### Raw data
//! Login outcome produced once per login attempt

use serde::{Deserialize, Serialize};
use std::fmt;

/// Result of submitting credentials to the portal
///
/// Anything the portal shows that cannot be classified as one of the
/// other variants is reported as [`LoginOutcome::Failure`].
#[derive(Debug, Clone, Copy, PartialEq, Eq, Hash, Serialize, Deserialize)]
pub enum LoginOutcome {
    /// Signed in, the account pages are reachable
    Success,
    /// Credentials rejected or the page could not be classified
    Failure,
    /// The portal asks for the emailed verification code
    TwoFactorRequired,
}

impl LoginOutcome {
    /// Stable lowercase name, used in structured logs
    #[inline]
    #[must_use]
    pub fn as_str(self) -> &'static str {
        match self {
            Self::Success => "success",
            Self::Failure => "failure",
            Self::TwoFactorRequired => "two_factor_required",
        }
    }
}

impl fmt::Display for LoginOutcome {
    fn fmt(&self, f: &mut fmt::Formatter<'_>) -> fmt::Result {
        f.write_str(self.as_str())
    }
}

#[cfg(test)]
mod tests {
    use super::*;

    #[test]
    fn outcome_display() {
        assert_eq!(LoginOutcome::Success.to_string(), "success");
        assert_eq!(
            LoginOutcome::TwoFactorRequired.to_string(),
            "two_factor_required"
        );
    }
}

### What to work on
From the first line to the last, reproduce the data exactly.

### Problem solution
//! Login outcome produced once per login attempt

use serde::{Deserialize, Serialize};
use std::fmt;

/// Result of submitting credentials to the portal
///
/// Anything the portal shows that cannot be classified as one of the
/// other variants is reported as [`LoginOutcome::Failure`].
#[derive(Debug, Clone, Copy, PartialEq, Eq, Hash, Serialize, Deserialize)]
pub enum LoginOutcome {
    /// Signed in, the account pages are reachable
    Success,
    /// Credentials rejected or the page could not be classified
    Failure,
    /// The portal asks for the emailed verification code
    TwoFactorRequired,
}

impl LoginOutcome {
    /// Stable lowercase name, used in structured logs
    #[inline]
    #[must_use]
    pub fn as_str(self) -> &'static str {
        match self {
            Self::Success => "success",
            Self::Failure => "failure",
            Self::TwoFactorRequired => "two_factor_required",
        }
    }
}

impl fmt::Display for LoginOutcome {
    fn fmt(&self, f: &mut fmt::Formatter<'_>) -> fmt::Result {
        f.write_str(self.as_str())
    }
}

#[cfg(test)]
mod tests {
    use super::*;

    #[test]
    fn outcome_display() {
        assert_eq!(LoginOutcome::Success.to_string(), "success");
        assert_eq!(
            LoginOutcome::TwoFactorRequired.to_string(),
            "two_factor_required"
        );
    }
}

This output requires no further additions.